La présentation des collections, leur mise en valeur, longtemps réduite à deux partis pris élémentaires – scansion dépouillée et neutre visant à une harmonie d'ensemble ou accumulation décorative (l'accrochage dit « de palais »), voire désordre pittoresque –, a fait l'objet d'une véritable révolution en Italie dans les années 1950-1960 : on en citera comme exemples les aménagements réalisés par l'architecte Carlo Scarpa au palais Abatellis de Palerme en 1953-1954 et au Castello de Vérone en 1964, ainsi que l'agrandissement de la gypsothèque de Canova à Possagno (Trévise), dont il fut chargé en 1956-1957. Dans ce cas, c'est l'unicité de l'œuvre, et non sa situation dans un déroulement historique, qui se trouve exaltée, grâce à des supports et à des éclairages (naturels ou artificiels) individualisés, et une disposition séquentielle à l'intérieur des salles. Certaines œuvres font même l'objet d'un traitement scénographique qui tend à restituer les conditions de « lecture » de leur emplacement d'origine (ainsi la très célèbre statue équestre de Cangrande, perchée sur une potence de béton armé, dans la cour du Castel Vecchio de Vérone).

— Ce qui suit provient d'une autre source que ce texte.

//! Shared application state injected into all handlers.

use std::sync::Arc;

use crate::application::services::UserService;
use crate::config::RuntimeMode;

#[derive(Clone)]
pub struct AppState {
    pub user_service: Arc<UserService>,
    pub runtime_mode: RuntimeMode,
}

impl AppState {
    pub fn new(user_service: Arc<UserService>, runtime_mode: RuntimeMode) -> Self {
        Self {
            user_service,
            runtime_mode,
        }
    }
}
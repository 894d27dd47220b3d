//! Application layer services implementing business logic.
//!
//! Services consume repository traits and provide a clean API for HTTP handlers
//! and the admin CLI.
//!
//! - [`services::user_service::UserService`] - User CRUD orchestration
//! - [`validation`] - Request validation for user mutations

pub mod services;
pub mod validation;
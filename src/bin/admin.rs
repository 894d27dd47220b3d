//! CLI administration tool for users-api.
//!
//! Provides commands for managing the database and user records without
//! requiring HTTP API access.
//!
//! # Usage
//!
//! ```bash
//! # Check database connection
//! cargo run --bin admin -- db check
//!
//! # Apply migrations
//! cargo run --bin admin -- db migrate
//!
//! # Insert sample users (use --reset to clear the table first)
//! cargo run --bin admin -- db seed --reset
//!
//! # List users
//! cargo run --bin admin -- users list
//!
//! # Delete a user
//! cargo run --bin admin -- users delete 3
//! ```
//!
//! # Environment Variables
//!
//! Same database variables as the server (`DATABASE_URL` or `DB_*`, `APP_ENV`).

use users_api::config;
use users_api::domain::entities::NewUser;
use users_api::domain::repositories::UserRepository;
use users_api::error::{AppError, StorageFault};
use users_api::infrastructure::persistence::PgUserRepository;
use users_api::server;

use anyhow::Result;
use clap::{Parser, Subcommand};
use colored::*;
use dialoguer::Confirm;
use sqlx::PgPool;
use std::sync::Arc;

/// Sample records inserted by `db seed`.
const SEED_USERS: [(&str, &str); 3] = [
    ("John Doe", "john.doe@example.com"),
    ("Jane Smith", "jane.smith@example.com"),
    ("Bob Johnson", "bob.johnson@example.com"),
];

/// CLI tool for managing users-api.
#[derive(Parser)]
#[command(name = "admin")]
#[command(author, version, about, long_about = None)]
struct Cli {
    #[command(subcommand)]
    command: Commands,
}

/// Top-level command groups.
#[derive(Subcommand)]
enum Commands {
    /// Database operations
    Db {
        #[command(subcommand)]
        action: DbAction,
    },

    /// Manage user records
    Users {
        #[command(subcommand)]
        action: UsersAction,
    },
}

/// Database operation subcommands.
#[derive(Subcommand)]
enum DbAction {
    /// Check database connection
    Check,

    /// Show database info
    Info,

    /// Apply pending migrations
    Migrate,

    /// Insert sample users
    Seed {
        /// Delete all existing users first
        #[arg(long)]
        reset: bool,

        /// Skip confirmation prompt
        #[arg(short = 'y', long)]
        yes: bool,
    },
}

/// User management subcommands.
#[derive(Subcommand)]
enum UsersAction {
    /// List all users
    List,

    /// Delete a user by id
    Delete {
        /// User id
        id: i64,

        /// Skip confirmation prompt
        #[arg(short = 'y', long)]
        yes: bool,
    },
}

#[tokio::main]
async fn main() -> Result<()> {
    // Load environment variables from .env file
    dotenvy::dotenv().ok();

    let cli = Cli::parse();

    let config = config::load_from_env()?;
    let pool = server::connect_pool(&config).await?;

    match cli.command {
        Commands::Db { action } => handle_db_action(action, &pool).await?,
        Commands::Users { action } => handle_users_action(action, &pool).await?,
    }

    Ok(())
}

/// Handles database commands.
async fn handle_db_action(action: DbAction, pool: &PgPool) -> Result<()> {
    match action {
        DbAction::Check => {
            println!("{}", "🔍 Checking database connection...".bright_blue());

            sqlx::query("SELECT 1").fetch_one(pool).await?;

            println!("{}", "✅ Database connection OK".green().bold());
        }
        DbAction::Info => {
            println!("{}", "ℹ️  Database Information".bright_blue().bold());
            println!();

            let version: String = sqlx::query_scalar("SELECT version()")
                .fetch_one(pool)
                .await?;
            let users_count: i64 = sqlx::query_scalar("SELECT COUNT(*) FROM users")
                .fetch_one(pool)
                .await?;

            println!("  PostgreSQL: {}", version.bright_white());
            println!(
                "  Users:      {}",
                users_count.to_string().bright_green().bold()
            );
            println!();
        }
        DbAction::Migrate => {
            println!("{}", "🛠  Applying migrations...".bright_blue());

            server::migrate(pool).await?;

            println!("{}", "✅ Migrations applied".green().bold());
        }
        DbAction::Seed { reset, yes } => seed(pool, reset, yes).await?,
    }

    Ok(())
}

/// Inserts [`SEED_USERS`], optionally clearing the table first.
///
/// Records whose email already exists are skipped.
async fn seed(pool: &PgPool, reset: bool, skip_confirm: bool) -> Result<()> {
    println!("{}", "🌱 Seed users".bright_blue().bold());
    println!();

    if reset && !skip_confirm {
        let confirmed = Confirm::new()
            .with_prompt("Delete ALL existing users before seeding?")
            .default(false)
            .interact()?;

        if !confirmed {
            println!("{}", "❌ Cancelled".red());
            return Ok(());
        }
    }

    if reset {
        let removed = sqlx::query("DELETE FROM users").execute(pool).await?;
        println!(
            "  Removed {} existing user(s)",
            removed.rows_affected().to_string().yellow()
        );
    }

    let repo = PgUserRepository::new(Arc::new(pool.clone()));

    for (name, email) in SEED_USERS {
        let new_user = NewUser {
            name: name.to_string(),
            email: email.to_string(),
        };

        match repo.create(new_user).await {
            Ok(user) => println!(
                "  {} {} <{}>",
                format!("#{}", user.id).bright_black(),
                user.name.cyan(),
                user.email
            ),
            Err(AppError::Storage {
                fault: StorageFault::UniqueViolation,
                ..
            }) => println!("  {} {} (already exists)", "skip".yellow(), email),
            Err(e) => anyhow::bail!("Failed to seed {}: {}", email, e),
        }
    }

    println!();
    println!("{}", "✅ Seeding complete".green().bold());

    Ok(())
}

/// Handles user management commands.
async fn handle_users_action(action: UsersAction, pool: &PgPool) -> Result<()> {
    let repo = Arc::new(PgUserRepository::new(Arc::new(pool.clone())));

    match action {
        UsersAction::List => list_users(repo).await?,
        UsersAction::Delete { id, yes } => delete_user(repo, id, yes).await?,
    }

    Ok(())
}

/// Lists all users, newest first.
///
/// # Output Format
///
/// ```text
/// 👥 Users
///
///   ID  Name                      Email                          Created
///   ───────────────────────────────────────────────────────────────────────────
///   3   Bob Johnson               bob.johnson@example.com        2025-01-01 10:30
/// ```
async fn list_users(repo: Arc<PgUserRepository>) -> Result<()> {
    println!("{}", "👥 Users".bright_blue().bold());
    println!();

    let users = repo
        .list()
        .await
        .map_err(|e| anyhow::anyhow!("Failed to list users: {}", e))?;

    if users.is_empty() {
        println!("{}", "  No users found".yellow());
        println!();
        println!(
            "  Insert samples with: {} admin db seed",
            "cargo run --bin".bright_cyan()
        );
        return Ok(());
    }

    println!(
        "  {:<5} {:<25} {:<30} {:<16}",
        "ID".bright_white().bold(),
        "Name".bright_white().bold(),
        "Email".bright_white().bold(),
        "Created".bright_white().bold()
    );
    println!("  {}", "─".repeat(79).bright_black());

    for user in &users {
        println!(
            "  {:<5} {:<25} {:<30} {}",
            user.id.to_string().bright_black(),
            user.name.cyan(),
            user.email,
            user.created_at
                .format("%Y-%m-%d %H:%M")
                .to_string()
                .bright_black()
        );
    }

    println!();
    println!("  Total: {}", users.len().to_string().bright_white().bold());
    println!();

    Ok(())
}

/// Deletes a user after showing it and asking for confirmation.
async fn delete_user(repo: Arc<PgUserRepository>, id: i64, skip_confirm: bool) -> Result<()> {
    println!("{}", "🗑  Delete User".bright_blue().bold());
    println!();

    let user = repo
        .find_by_id(id)
        .await
        .map_err(|e| anyhow::anyhow!("Database error: {}", e))?;

    let Some(user) = user else {
        println!("{}", format!("⚠️  No user with id {}", id).yellow());
        return Ok(());
    };

    println!("  Name:  {}", user.name.cyan());
    println!("  Email: {}", user.email);
    println!("  ID:    {}", user.id.to_string().bright_black());
    println!();

    if !skip_confirm {
        let confirmed = Confirm::new()
            .with_prompt("Delete this user?")
            .default(false)
            .interact()?;

        if !confirmed {
            println!("{}", "❌ Cancelled".red());
            return Ok(());
        }
    }

    let deleted = repo
        .delete(id)
        .await
        .map_err(|e| anyhow::anyhow!("Failed to delete user: {}", e))?;

    if !deleted {
        println!("{}", format!("⚠️  User {} was already removed", id).yellow());
        return Ok(());
    }

    println!();
    println!("{}", "✅ User deleted".green().bold());
    println!();

    Ok(())
}

#[cfg(test)]
mod tests {
    use super::*;

    async fn insert_user(pool: &PgPool, email: &str) -> i64 {
        sqlx::query_scalar("INSERT INTO users (name, email) VALUES ('Admin Test', $1) RETURNING id")
            .bind(email)
            .fetch_one(pool)
            .await
            .unwrap()
    }

    #[sqlx::test]
    async fn test_delete_user_removes_row(pool: PgPool) {
        let id = insert_user(&pool, "admin.test@example.com").await;
        let repo = Arc::new(PgUserRepository::new(Arc::new(pool.clone())));

        delete_user(repo.clone(), id, true).await.unwrap();

        assert!(repo.find_by_id(id).await.unwrap().is_none());
    }

    #[sqlx::test]
    async fn test_delete_user_missing_id_is_not_an_error(pool: PgPool) {
        let repo = Arc::new(PgUserRepository::new(Arc::new(pool)));

        assert!(delete_user(repo, 999_999, true).await.is_ok());
    }

    #[sqlx::test]
    async fn test_seed_skips_existing_emails(pool: PgPool) {
        seed(&pool, false, true).await.unwrap();
        seed(&pool, false, true).await.unwrap();

        let count: i64 = sqlx::query_scalar("SELECT COUNT(*) FROM users")
            .fetch_one(&pool)
            .await
            .unwrap();
        assert_eq!(count, SEED_USERS.len() as i64);
    }
}
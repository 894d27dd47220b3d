//! Repository trait definitions for the domain layer.
//!
//! Implementations live in `crate::infrastructure::persistence`. Mock
//! implementations are generated via `mockall` for service tests.
//!
//! See integration tests in `tests/repository_user.rs` for usage examples.

pub mod user_repository;

pub use user_repository::UserRepository;

#[cfg(test)]
pub use user_repository::MockUserRepository;
//! Top-level router configuration.
//!
//! # Route Structure
//!
//! - `GET  /health`  - Liveness check
//! - `/api/*`        - REST API (see [`crate::api::routes`])
//! - anything else   - 404 error envelope, including known paths with an
//!   unsupported method
//!
//! # Middleware
//!
//! - **Diagnostics** - Adds `error.stack` to error envelopes in development mode
//! - **CORS** - Single allowed origin with credentials
//! - **Tracing** - Structured request/response logging

use crate::api;
use crate::api::handlers::{health_handler, route_not_found_handler};
use crate::api::middleware::{cors, diagnostics, tracing};
use crate::state::AppState;
use axum::http::HeaderValue;
use axum::routing::get;
use axum::{Router, middleware};

/// Constructs the application router with all routes and middleware.
///
/// # Arguments
///
/// - `state` - shared application state injected into all handlers
/// - `cors_origin` - the only origin allowed to make cross-origin requests
///
/// Trailing-slash normalization is applied by the server around this router.
pub fn app_router(state: AppState, cors_origin: HeaderValue) -> Router {
    Router::new()
        .route("/health", get(health_handler))
        .nest("/api", api::routes::routes())
        .method_not_allowed_fallback(route_not_found_handler)
        .fallback(route_not_found_handler)
        .layer(middleware::from_fn_with_state(
            state.runtime_mode,
            diagnostics::layer,
        ))
        .with_state(state)
        .layer(cors::layer(cors_origin))
        .layer(tracing::layer())
}
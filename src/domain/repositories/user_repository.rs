//! Repository trait for user data access.

use crate::domain::entities::{NewUser, User, UserPatch};
use crate::error::AppError;
use async_trait::async_trait;

/// Repository interface for the `users` table.
///
/// # Implementations
///
/// - [`crate::infrastructure::persistence::PgUserRepository`] - PostgreSQL implementation
/// - Test mocks available with `cfg(test)`
///
/// Constraint violations surface as [`AppError::Storage`] so that the error
/// classifier can map them.
#[cfg_attr(test, mockall::automock)]
#[async_trait]
pub trait UserRepository: Send + Sync {
    /// Lists all users, newest first (`created_at DESC`, ties by `id DESC`).
    ///
    /// # Errors
    ///
    /// Returns [`AppError::Internal`] or [`AppError::Storage`] on database errors.
    async fn list(&self) -> Result<Vec<User>, AppError>;

    /// Finds a user by id.
    ///
    /// # Errors
    ///
    /// Returns [`AppError::Internal`] or [`AppError::Storage`] on database errors.
    async fn find_by_id(&self, id: i64) -> Result<Option<User>, AppError>;

    /// Inserts a user with both timestamps set to the current time.
    ///
    /// # Errors
    ///
    /// Returns [`AppError::Storage`] with [`crate::error::StorageFault::UniqueViolation`]
    /// if the email is already taken.
    async fn create(&self, new_user: NewUser) -> Result<User, AppError>;

    /// Applies a partial update and refreshes `updated_at`.
    ///
    /// Returns `Ok(None)` if no user has this id.
    ///
    /// # Errors
    ///
    /// Returns [`AppError::Storage`] if the new email is already taken.
    async fn update(&self, id: i64, patch: UserPatch) -> Result<Option<User>, AppError>;

    /// Deletes a user.
    ///
    /// Returns `Ok(true)` if a row was removed, `Ok(false)` if the id was unknown.
    ///
    /// # Errors
    ///
    /// Returns [`AppError::Internal`] or [`AppError::Storage`] on database errors.
    async fn delete(&self, id: i64) -> Result<bool, AppError>;
}
//! PostgreSQL repository implementations.
//!
//! Concrete implementations of domain repository traits using SQLx.
//!
//! - [`PgUserRepository`] - User storage and retrieval

pub mod pg_user_repository;

pub use pg_user_repository::PgUserRepository;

On peut voir là une manière de réponse au reproche, maintes fois adressé aux musées, d'annuler par des juxtapositions indifférenciées la qualité intrinsèque de l'objet et son pouvoir d'attraction. Le malaise qu'engendre fréquemment chez le visiteur la prodigalité de l'institution a été parfaitement analysé par Paul Valéry : « C'est un paradoxe que ce rapprochement de merveilles indépendantes mais adverses, et même qui sont le plus ennemies l'une de l'autre, quand elles se ressemblent le plus. Une civilisation ni voluptueuse ni raisonnable peut seule avoir édifié cette maison de l'incohérence. Je ne sais quoi d'insensé résulte de ce voisinage de visions mortes. Elles se jalousent et se disputent le regard qui leur apporte l'existence. Elles appellent de toutes parts mon indivisible attention ; elles affolent le point vivant qui entraîne toute la machine du corps vers ce qui l'attire… » Ces propos disent assez bien – la dilection de l'auteur pour les œuvres d’art ne pouvant être mise en doute – à quelle contradiction se trouve confronté le musée : l'accumulation des œuvres, l'impartialité « historienne » qui préside généralement à leur présentation s'accordent assez mal avec le dialogue privilégié que requiert chacune d'elles, avec la jouissance esthétique. Valéry reconnaissait d'ailleurs lui-même : « Les idées de classement, de conservation et d'utilité publique, qui sont justes et claires, ont peu de rapport avec les délices. » Aussi bien les solutions apportées par Scarpa et d'autres (F. Albini, Gardella…) au problème de la mise en valeur des collections ne pouvaient-elles que faire école : elles ont plus ou moins influencé toutes les recherches muséographiques ultérieures, tel l'aménagement par Alain Richard du musée des Primitifs italiens de la collection Campana au Petit Palais d'Avignon (1976) ou celui du musée Picasso à Paris, dû à Roland Simounet (1976-1985), voire les aménagements des différents départements du Grand Louvre (achèvement en 1999-2001), et notamment celui des Antiquités égyptiennes (1997). Originale et spectaculaire, l'organisation du musée de la Civilisation gallo-romaine de Lyon-Fourvière, construction en partie souterraine en forme de théâtre antique, due à Bernard Zehrfuss (1981), reflète des préoccupations analogues, d'autant plus justifiées en l'occurrence que l'impact des objets archéologiques est souvent moindre que celui des œuvres d'art proprement dites.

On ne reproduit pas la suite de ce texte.